▶ **EXERCISE AIM**:
Every entry is to be returned verbatim.

▶ **INFORMATION**:
pub mod transaction_table;

pub use transaction_table::TransactionTable;
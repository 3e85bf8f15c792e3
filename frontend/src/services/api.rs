use std::rc::Rc;

use gloo::net::http::{Request, RequestBuilder, Response};
use serde::de::DeserializeOwned;
use serde::Serialize;
use shared::analytics::{
    CategoryAnalysisResponse, MonthlyComparisonResponse, OverviewResponse, TrendsResponse,
};
use shared::config::ClientConfig;
use shared::i18n::Language;
use shared::{
    ApiError, AuthResponse, CategoriesResponse, Category, CreateTransactionRequest,
    CreateTransactionResponse, CurrentUserResponse, ErrorResponse, LoginRequest, MessageResponse,
    RegisterRequest, TransactionListResponse, TransactionQuery, User,
};
use web_sys::RequestCredentials;

type QueryPairs = [(&'static str, String)];

/// API client for the income tracker backend.
///
/// Every request carries the session cookie and the current UI language so
/// server-side messages come back already translated.
#[derive(Clone, Debug, PartialEq)]
pub struct ApiClient {
    config: Rc<ClientConfig>,
    language: Language,
}

impl ApiClient {
    /// Client for the configured API base; an empty base means same origin
    pub fn new(config: Rc<ClientConfig>, language: Language) -> Self {
        Self { config, language }
    }

    /// Same backend, different `Accept-Language`
    pub fn with_language(&self, language: Language) -> Self {
        Self {
            config: Rc::clone(&self.config),
            language,
        }
    }

    pub fn language(&self) -> Language {
        self.language
    }

    fn url(&self, path: &str) -> String {
        self.config.api_url(path)
    }

    fn prepare(&self, builder: RequestBuilder) -> RequestBuilder {
        builder
            .credentials(RequestCredentials::Include)
            .header("Accept-Language", self.language.code())
    }

    fn get(&self, path: &str, query: &QueryPairs) -> RequestBuilder {
        let builder = self.prepare(Request::get(&self.url(path)));
        if query.is_empty() {
            builder
        } else {
            builder.query(query.iter().map(|(key, value)| (*key, value.as_str())))
        }
    }

    fn post(&self, path: &str) -> RequestBuilder {
        self.prepare(Request::post(&self.url(path)))
    }

    async fn fetch<T: DeserializeOwned>(&self, builder: RequestBuilder) -> Result<T, ApiError> {
        let response = builder
            .send()
            .await
            .map_err(|e| ApiError::Network(e.to_string()))?;
        Self::decode(response).await
    }

    async fn fetch_json<B, T>(&self, builder: RequestBuilder, body: &B) -> Result<T, ApiError>
    where
        B: Serialize,
        T: DeserializeOwned,
    {
        let request = builder
            .json(body)
            .map_err(|e| ApiError::Encode(e.to_string()))?;
        let response = request
            .send()
            .await
            .map_err(|e| ApiError::Network(e.to_string()))?;
        Self::decode(response).await
    }

    async fn decode<T: DeserializeOwned>(response: Response) -> Result<T, ApiError> {
        if response.ok() {
            return response
                .json::<T>()
                .await
                .map_err(|e| ApiError::Decode(e.to_string()));
        }

        let status = response.status();
        let message = response
            .json::<ErrorResponse>()
            .await
            .ok()
            .map(|body| body.error);
        tracing::warn!(status, url = %response.url(), ?message, "request failed");
        Err(ApiError::Http { status, message })
    }

    /// The user behind the session cookie
    pub async fn current_user(&self) -> Result<User, ApiError> {
        let response: CurrentUserResponse = self.fetch(self.get("/api/auth/me", &[])).await?;
        Ok(response.user)
    }

    pub async fn login(&self, request: &LoginRequest) -> Result<AuthResponse, ApiError> {
        self.fetch_json(self.post("/api/auth/login"), request).await
    }

    pub async fn register(&self, request: &RegisterRequest) -> Result<AuthResponse, ApiError> {
        self.fetch_json(self.post("/api/auth/register"), request).await
    }

    pub async fn logout(&self) -> Result<MessageResponse, ApiError> {
        self.fetch(self.post("/api/auth/logout")).await
    }

    pub async fn categories(&self) -> Result<Vec<Category>, ApiError> {
        let response: CategoriesResponse = self.fetch(self.get("/api/categories", &[])).await?;
        Ok(response.categories)
    }

    pub async fn transactions(&self, query: &TransactionQuery) -> Result<TransactionListResponse, ApiError> {
        self.fetch(self.get("/api/transactions", &query.to_query_pairs())).await
    }

    pub async fn create_transaction(
        &self,
        request: &CreateTransactionRequest,
    ) -> Result<CreateTransactionResponse, ApiError> {
        self.fetch_json(self.post("/api/transactions"), request).await
    }

    pub async fn analytics_overview(&self, query: &QueryPairs) -> Result<OverviewResponse, ApiError> {
        self.fetch(self.get("/api/analytics/overview", query)).await
    }

    pub async fn analytics_trends(&self, query: &QueryPairs) -> Result<TrendsResponse, ApiError> {
        self.fetch(self.get("/api/analytics/trends", query)).await
    }

    pub async fn analytics_categories(
        &self,
        query: &QueryPairs,
    ) -> Result<CategoryAnalysisResponse, ApiError> {
        self.fetch(self.get("/api/analytics/categories", query)).await
    }

    pub async fn monthly_comparison(
        &self,
        query: &QueryPairs,
    ) -> Result<MonthlyComparisonResponse, ApiError> {
        self.fetch(self.get("/api/analytics/monthly-comparison", query)).await
    }

    /// Raw export body; its shape depends on the requested format
    pub async fn export(&self, query: &QueryPairs) -> Result<serde_json::Value, ApiError> {
        self.fetch(self.get("/api/analytics/export", query)).await
    }
}

#[cfg(test)]
mod tests {
    use super::*;

    fn config(base: Option<&str>) -> Rc<ClientConfig> {
        Rc::new(ClientConfig::default().with_api_base_override(base))
    }

    #[test]
    fn test_url_follows_configured_base() {
        let client = ApiClient::new(config(Some("http://localhost:5000/")), Language::En);
        assert_eq!(client.url("/api/categories"), "http://localhost:5000/api/categories");
        assert_eq!(client.url("/api/categories"), client.config.api_url("/api/categories"));

        let same_origin = ApiClient::new(config(None), Language::En);
        assert_eq!(same_origin.url("/api/auth/me"), "/api/auth/me");
    }

    #[test]
    fn test_with_language_keeps_base() {
        let client = ApiClient::new(config(Some("http://api")), Language::En).with_language(Language::Zh);
        assert_eq!(client.language(), Language::Zh);
        assert_eq!(client.url("/api/auth/me"), "http://api/api/auth/me");
        assert_ne!(client, ApiClient::new(config(Some("http://api")), Language::En));
    }
}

▶ **ANSWER SECTION**:
pub mod transaction_table;

pub use transaction_table::TransactionTable;
repository 3e85bf8f15c792e3
filename frontend/src/services/api.rs
use std::rc::Rc;

use gloo::net::http::{Request, RequestBuilder, Response};
use serde::de::DeserializeOwned;
use serde::Serialize;
use shared::analytics::{
    CategoryAnalysisResponse, MonthlyComparisonResponse, OverviewResponse, TrendsResponse,
};
use shared::config::ClientConfig;
use shared::i18n::Language;
use shared::{
    ApiError, AuthResponse, CategoriesResponse, Category, CreateTransactionRequest,
    CreateTransactionResponse, CurrentUserResponse, ErrorResponse, LoginRequest, MessageResponse,
    RegisterRequest, TransactionListResponse, TransactionQuery, User,
};
use web_sys::RequestCredentials;

type QueryPairs = [(&'static str, String)];

/// API client for the income tracker backend.
///
/// Every request carries the session cookie and the current UI language so
/// server-side messages come back already translated.
#[derive(Clone, Debug, PartialEq)]
pub struct ApiClient {
    config: Rc<ClientConfig>,
    language: Language,
}

impl ApiClient {
    /// Client for the configured API base; an empty base means same origin
    pub fn new(config: Rc<ClientConfig>, language: Language) -> Self {
        Self { config, language }
    }

    /// Same backend, different `Accept-Language`
    pub fn with_language(&self, language: Language) -> Self {
        Self {
            config: Rc::clone(&self.config),
            language,
        }
    }

    pub fn language(&self) -> Language {
        self.language
    }

    fn url(&self, path: &str) -> String {
        self.config.api_url(path)
    }

    fn prepare(&self, builder: RequestBuilder) -> RequestBuilder {
        builder
            .credentials(RequestCredentials::Include)
            .header("Accept-Language", self.language.code())
    }

    fn get(&self, path: &str, query: &QueryPairs) -> RequestBuilder {
        let builder = self.prepare(Request::get(&self.url(path)));
        if query.is_empty() {
            builder
        } else {
            builder.query(query.iter().map(|(key, value)| (*key, value.as_str())))
        }
    }

    fn post(&self, path: &str) -> RequestBuilder {
        self.prepare(Request::post(&self.url(path)))
    }

    async fn fetch<T: DeserializeOwned>(&self, builder: RequestBuilder) -> Result<T, ApiError> {
        let response = builder
            .send()
            .await
            .map_err(|e| ApiError::Network(e.to_string()))?;
        Self::decode(response).await
    }

    async fn fetch_json<B, T>(&self, builder: RequestBuilder, body: &B) -> Result<T, ApiError>
    where
        B: Serialize,
        T: DeserializeOwned,
    {
        let request = builder
            .json(body)
            .map_err(|e| ApiError::Encode(e.to_string()))?;
        let response = request
            .send()
            .await
            .map_err(|e| ApiError::Network(e.to_string()))?;
        Self::decode(response).await
    }

    async fn decode<T: DeserializeOwned>(response: Response) -> Result<T, ApiError> {
        if response.ok() {
            return response
                .json::<T>()
                .await
                .map_err(|e| ApiError::Decode(e.to_string()));
        }

        let status = response.status();
        let message = response
            .json::<ErrorResponse>()
            .await
            .ok()
            .map(|body| body.error);
        tracing::warn!(status, url = %response.url(), ?message, "request failed");
        Err(ApiError::Http { status, message })
    }

    /// The user behind the session cookie
    pub async fn current_user(&self) -> Result<User, ApiError> {
        let response: CurrentUserResponse = self.fetch(self.get("/api/auth/me", &[])).await?;
        Ok(response.user)
    }

    pub async fn login(&self, request: &LoginRequest) -> Result<AuthResponse, ApiError> {
        self.fetch_json(self.post("/api/auth/login"), request).await
    }

    pub async fn register(&self, request: &RegisterRequest) -> Result<AuthResponse, ApiError> {
        self.fetch_json(self.post("/api/auth/register"), request).await
    }

    pub async fn logout(&self) -> Result<MessageResponse, ApiError> {
        self.fetch(self.post("/api/auth/logout")).await
    }

    pub async fn categories(&self) -> Result<Vec<Category>, ApiError> {
        let response: CategoriesResponse = self.fetch(self.get("/api/categories", &[])).await?;
        Ok(response.categories)
    }

    pub async fn transactions(&self, query: &TransactionQuery) -> Result<TransactionListResponse, ApiError> {
        self.fetch(self.get("/api/transactions", &query.to_query_pairs())).await
    }

    pub async fn create_transaction(
        &self,
        request: &CreateTransactionRequest,
    ) -> Result<CreateTransactionResponse, ApiError> {
        self.fetch_json(self.post("/api/transactions"), request).await
    }

    pub async fn analytics_overview(&self, query: &QueryPairs) -> Result<OverviewResponse, ApiError> {
        self.fetch(self.get("/api/analytics/overview", query)).await
    }

    pub async fn analytics_trends(&self, query: &QueryPairs) -> Result<TrendsResponse, ApiError> {
        self.fetch(self.get("/api/analytics/trends", query)).await
    }

    pub async fn analytics_categories(
        &self,
        query: &QueryPairs,
    ) -> Result<CategoryAnalysisResponse, ApiError> {
        self.fetch(self.get("/api/analytics/categories", query)).await
    }

    pub async fn monthly_comparison(
        &self,
        query: &QueryPairs,
    ) -> Result<MonthlyComparisonResponse, ApiError> {
        self.fetch(self.get("/api/analytics/monthly-comparison", query)).await
    }

    /// Raw export body; its shape depends on the requested format
    pub async fn export(&self, query: &QueryPairs) -> Result<serde_json::Value, ApiError> {
        self.fetch(self.get("/api/analytics/export", query)).await
    }
}

#[cfg(test)]
mod tests {
    use super::*;

    fn config(base: Option<&str>) -> Rc<ClientConfig> {
        Rc::new(ClientConfig::default().with_api_base_override(base))
    }

    #[test]
    fn test_url_follows_configured_base() {
        let client = ApiClient::new(config(Some("http://localhost:5000/")), Language::En);
        assert_eq!(client.url("/api/categories"), "http://localhost:5000/api/categories");
        assert_eq!(client.url("/api/categories"), client.config.api_url("/api/categories"));

        let same_origin = ApiClient::new(config(None), Language::En);
        assert_eq!(same_origin.url("/api/auth/me"), "/api/auth/me");
    }

    #[test]
    fn test_with_language_keeps_base() {
        let client = ApiClient::new(config(Some("http://api")), Language::En).with_language(Language::Zh);
        assert_eq!(client.language(), Language::Zh);
        assert_eq!(client.url("/api/auth/me"), "http://api/api/auth/me");
        assert_ne!(client, ApiClient::new(config(Some("http://api")), Language::En));
    }
}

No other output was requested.